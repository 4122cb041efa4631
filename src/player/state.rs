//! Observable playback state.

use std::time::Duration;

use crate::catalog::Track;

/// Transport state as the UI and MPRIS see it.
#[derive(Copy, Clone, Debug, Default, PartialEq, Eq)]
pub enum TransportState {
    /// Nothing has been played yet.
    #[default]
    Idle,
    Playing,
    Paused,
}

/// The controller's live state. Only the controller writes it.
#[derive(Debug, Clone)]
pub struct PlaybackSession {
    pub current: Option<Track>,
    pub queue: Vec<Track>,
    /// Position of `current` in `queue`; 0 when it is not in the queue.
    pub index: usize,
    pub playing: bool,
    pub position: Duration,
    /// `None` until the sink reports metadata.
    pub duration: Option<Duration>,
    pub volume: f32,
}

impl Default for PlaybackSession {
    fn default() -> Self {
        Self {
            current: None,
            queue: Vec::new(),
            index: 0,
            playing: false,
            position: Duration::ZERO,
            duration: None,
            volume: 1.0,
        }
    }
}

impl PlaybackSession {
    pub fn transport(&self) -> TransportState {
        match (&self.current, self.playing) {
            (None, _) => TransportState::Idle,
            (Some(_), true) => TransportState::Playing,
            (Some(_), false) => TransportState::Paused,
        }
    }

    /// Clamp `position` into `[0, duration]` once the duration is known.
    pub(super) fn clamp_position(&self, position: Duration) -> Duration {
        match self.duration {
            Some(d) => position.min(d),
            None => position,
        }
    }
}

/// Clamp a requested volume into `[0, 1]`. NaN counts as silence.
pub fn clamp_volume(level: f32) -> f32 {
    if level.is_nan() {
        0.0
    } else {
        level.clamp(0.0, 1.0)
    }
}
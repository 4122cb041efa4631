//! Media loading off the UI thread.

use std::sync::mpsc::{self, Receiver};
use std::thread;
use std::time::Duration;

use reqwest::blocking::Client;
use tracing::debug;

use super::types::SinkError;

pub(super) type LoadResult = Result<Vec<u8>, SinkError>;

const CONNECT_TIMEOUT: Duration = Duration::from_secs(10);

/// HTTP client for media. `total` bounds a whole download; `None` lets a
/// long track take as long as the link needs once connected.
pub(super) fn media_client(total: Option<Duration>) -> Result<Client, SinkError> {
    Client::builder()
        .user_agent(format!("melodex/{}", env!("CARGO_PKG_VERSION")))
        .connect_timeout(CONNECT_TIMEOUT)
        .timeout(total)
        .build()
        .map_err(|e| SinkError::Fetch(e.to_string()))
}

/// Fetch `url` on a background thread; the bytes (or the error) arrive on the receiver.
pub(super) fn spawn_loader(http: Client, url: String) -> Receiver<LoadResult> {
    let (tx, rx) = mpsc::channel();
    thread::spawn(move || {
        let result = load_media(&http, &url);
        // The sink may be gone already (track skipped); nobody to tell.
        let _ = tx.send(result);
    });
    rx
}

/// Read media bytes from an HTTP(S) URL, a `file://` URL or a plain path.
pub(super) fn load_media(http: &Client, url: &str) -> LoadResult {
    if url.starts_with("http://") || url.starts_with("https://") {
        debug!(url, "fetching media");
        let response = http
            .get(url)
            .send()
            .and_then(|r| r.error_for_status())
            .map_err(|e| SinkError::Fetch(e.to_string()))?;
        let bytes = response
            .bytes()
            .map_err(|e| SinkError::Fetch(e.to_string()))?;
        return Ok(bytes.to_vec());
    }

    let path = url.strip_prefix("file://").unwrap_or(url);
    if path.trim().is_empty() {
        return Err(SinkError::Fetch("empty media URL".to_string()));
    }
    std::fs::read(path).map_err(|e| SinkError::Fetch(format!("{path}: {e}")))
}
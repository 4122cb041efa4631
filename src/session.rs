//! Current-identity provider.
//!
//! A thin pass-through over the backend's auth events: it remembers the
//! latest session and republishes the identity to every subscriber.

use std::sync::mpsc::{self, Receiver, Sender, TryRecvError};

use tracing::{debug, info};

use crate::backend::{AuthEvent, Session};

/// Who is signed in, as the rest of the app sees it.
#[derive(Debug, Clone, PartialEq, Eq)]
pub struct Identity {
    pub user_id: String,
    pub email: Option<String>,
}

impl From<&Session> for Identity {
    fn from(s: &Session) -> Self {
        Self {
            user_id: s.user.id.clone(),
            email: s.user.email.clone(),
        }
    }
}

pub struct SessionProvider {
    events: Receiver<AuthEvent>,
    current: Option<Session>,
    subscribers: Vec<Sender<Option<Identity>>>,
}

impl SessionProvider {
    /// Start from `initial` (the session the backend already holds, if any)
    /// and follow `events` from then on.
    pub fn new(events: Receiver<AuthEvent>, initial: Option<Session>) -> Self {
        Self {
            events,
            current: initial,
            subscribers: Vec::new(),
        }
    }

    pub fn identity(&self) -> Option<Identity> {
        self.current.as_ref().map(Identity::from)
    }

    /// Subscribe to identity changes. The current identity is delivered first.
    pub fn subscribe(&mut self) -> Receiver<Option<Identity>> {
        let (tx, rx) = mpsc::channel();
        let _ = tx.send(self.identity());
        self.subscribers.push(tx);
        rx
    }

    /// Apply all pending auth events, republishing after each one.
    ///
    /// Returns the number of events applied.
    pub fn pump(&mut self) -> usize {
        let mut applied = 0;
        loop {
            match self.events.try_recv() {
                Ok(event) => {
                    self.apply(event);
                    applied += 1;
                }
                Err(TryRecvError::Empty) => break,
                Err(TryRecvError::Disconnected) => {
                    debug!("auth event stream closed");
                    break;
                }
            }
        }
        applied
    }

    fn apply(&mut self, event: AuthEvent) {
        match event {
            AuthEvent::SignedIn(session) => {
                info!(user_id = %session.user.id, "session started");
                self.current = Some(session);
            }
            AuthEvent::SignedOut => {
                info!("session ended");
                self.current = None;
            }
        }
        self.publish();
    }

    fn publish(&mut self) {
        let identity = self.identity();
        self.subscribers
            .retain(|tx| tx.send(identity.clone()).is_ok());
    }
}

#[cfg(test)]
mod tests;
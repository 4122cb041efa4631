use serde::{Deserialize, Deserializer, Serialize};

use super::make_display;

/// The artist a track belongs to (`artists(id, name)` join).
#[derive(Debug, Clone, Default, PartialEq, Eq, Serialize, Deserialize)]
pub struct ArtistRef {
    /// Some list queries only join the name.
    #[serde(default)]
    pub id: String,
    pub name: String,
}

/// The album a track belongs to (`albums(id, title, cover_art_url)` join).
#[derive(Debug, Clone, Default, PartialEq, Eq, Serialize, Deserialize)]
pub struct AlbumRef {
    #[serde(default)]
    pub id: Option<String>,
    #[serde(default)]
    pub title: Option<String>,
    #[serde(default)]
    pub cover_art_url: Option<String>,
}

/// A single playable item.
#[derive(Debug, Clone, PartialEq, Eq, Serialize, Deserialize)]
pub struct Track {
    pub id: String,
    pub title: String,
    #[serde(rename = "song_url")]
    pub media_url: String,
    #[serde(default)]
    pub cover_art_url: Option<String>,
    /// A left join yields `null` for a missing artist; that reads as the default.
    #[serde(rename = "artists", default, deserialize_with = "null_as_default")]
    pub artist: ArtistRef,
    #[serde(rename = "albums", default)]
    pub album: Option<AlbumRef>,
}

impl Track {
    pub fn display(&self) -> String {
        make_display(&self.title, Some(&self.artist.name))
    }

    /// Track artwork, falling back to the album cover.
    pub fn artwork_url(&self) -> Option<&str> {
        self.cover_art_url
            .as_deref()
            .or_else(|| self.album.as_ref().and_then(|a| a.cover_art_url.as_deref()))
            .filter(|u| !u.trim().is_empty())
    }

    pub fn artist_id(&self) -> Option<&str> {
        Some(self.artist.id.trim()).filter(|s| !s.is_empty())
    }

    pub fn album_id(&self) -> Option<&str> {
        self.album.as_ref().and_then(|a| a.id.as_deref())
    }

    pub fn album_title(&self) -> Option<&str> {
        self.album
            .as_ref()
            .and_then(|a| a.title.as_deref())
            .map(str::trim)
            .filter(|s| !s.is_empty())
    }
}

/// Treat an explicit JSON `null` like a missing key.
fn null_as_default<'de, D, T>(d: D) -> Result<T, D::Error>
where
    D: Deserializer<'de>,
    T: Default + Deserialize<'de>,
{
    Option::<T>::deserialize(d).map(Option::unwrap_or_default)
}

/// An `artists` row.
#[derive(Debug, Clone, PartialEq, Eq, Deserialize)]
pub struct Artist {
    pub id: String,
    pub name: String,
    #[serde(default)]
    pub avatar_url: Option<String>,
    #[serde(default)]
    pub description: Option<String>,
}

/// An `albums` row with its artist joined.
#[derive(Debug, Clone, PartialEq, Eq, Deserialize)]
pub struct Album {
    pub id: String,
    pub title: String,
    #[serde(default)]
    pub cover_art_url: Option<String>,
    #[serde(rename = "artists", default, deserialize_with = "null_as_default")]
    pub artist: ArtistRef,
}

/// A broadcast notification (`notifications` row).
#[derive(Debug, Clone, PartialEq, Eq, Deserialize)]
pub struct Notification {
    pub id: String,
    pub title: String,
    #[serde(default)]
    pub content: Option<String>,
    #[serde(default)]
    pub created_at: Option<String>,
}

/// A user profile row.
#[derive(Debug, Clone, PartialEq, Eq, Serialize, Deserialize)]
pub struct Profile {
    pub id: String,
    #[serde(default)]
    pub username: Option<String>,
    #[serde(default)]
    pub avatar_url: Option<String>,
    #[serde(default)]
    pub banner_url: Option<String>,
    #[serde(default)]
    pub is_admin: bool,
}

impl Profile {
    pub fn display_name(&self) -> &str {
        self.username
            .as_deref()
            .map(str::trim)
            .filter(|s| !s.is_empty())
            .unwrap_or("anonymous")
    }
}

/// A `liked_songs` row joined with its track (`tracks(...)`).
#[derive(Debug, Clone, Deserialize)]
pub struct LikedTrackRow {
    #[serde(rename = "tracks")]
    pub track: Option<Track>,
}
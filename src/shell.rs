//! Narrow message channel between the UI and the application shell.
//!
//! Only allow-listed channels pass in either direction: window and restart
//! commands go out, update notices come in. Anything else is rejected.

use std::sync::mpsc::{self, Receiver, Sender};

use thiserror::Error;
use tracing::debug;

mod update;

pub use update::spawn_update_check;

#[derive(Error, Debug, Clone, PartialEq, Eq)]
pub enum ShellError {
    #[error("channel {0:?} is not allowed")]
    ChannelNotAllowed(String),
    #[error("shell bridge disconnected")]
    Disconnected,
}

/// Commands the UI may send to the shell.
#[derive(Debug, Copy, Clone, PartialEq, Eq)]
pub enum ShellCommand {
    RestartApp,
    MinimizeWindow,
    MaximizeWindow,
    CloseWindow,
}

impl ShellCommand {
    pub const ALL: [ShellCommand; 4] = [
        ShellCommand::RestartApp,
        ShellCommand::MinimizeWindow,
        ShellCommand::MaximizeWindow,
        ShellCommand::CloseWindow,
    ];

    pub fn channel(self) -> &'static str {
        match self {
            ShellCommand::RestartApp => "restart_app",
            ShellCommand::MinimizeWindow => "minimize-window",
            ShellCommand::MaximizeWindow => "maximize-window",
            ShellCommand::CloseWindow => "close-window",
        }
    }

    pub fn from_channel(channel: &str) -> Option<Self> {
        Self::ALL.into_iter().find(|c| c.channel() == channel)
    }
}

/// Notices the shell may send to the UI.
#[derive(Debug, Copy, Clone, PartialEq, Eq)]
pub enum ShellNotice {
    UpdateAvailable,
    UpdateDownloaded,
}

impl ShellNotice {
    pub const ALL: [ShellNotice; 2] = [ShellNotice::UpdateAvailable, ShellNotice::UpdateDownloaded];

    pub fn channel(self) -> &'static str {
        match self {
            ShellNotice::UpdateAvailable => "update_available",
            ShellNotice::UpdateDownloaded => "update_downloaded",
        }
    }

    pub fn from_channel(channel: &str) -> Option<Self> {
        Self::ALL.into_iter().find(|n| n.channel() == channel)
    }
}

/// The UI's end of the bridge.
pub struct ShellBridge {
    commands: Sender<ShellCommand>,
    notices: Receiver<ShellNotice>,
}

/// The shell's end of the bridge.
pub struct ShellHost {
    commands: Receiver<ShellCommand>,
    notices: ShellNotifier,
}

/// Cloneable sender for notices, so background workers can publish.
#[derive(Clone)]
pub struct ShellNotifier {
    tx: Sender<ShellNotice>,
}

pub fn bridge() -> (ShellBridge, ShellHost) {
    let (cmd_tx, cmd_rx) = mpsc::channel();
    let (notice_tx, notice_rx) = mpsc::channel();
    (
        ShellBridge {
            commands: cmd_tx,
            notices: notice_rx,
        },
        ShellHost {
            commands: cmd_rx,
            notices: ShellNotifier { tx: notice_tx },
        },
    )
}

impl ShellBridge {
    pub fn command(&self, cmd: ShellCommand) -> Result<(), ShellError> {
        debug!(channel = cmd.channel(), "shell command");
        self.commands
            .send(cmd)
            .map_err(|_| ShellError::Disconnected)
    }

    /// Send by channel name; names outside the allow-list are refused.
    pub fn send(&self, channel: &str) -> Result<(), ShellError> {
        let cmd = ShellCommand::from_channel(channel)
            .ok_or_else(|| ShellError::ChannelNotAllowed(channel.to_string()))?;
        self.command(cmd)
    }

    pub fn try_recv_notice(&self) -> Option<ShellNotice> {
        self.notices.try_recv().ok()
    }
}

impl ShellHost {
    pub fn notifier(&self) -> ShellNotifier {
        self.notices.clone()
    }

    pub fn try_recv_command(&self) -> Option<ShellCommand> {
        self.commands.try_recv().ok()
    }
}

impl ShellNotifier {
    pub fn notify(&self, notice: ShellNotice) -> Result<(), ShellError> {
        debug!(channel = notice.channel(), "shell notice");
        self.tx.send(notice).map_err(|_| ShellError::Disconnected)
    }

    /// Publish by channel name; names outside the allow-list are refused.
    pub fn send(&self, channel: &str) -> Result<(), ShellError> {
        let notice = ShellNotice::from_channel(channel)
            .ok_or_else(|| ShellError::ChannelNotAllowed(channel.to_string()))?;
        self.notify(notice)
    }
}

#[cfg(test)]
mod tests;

• • •

_What needs to be done_
In the material above, find every line with the word "UpdateAvailable" and show it.

_Task result_
    UpdateAvailable,
    pub const ALL: [ShellNotice; 2] = [ShellNotice::UpdateAvailable, ShellNotice::UpdateDownloaded];
            ShellNotice::UpdateAvailable => "update_available",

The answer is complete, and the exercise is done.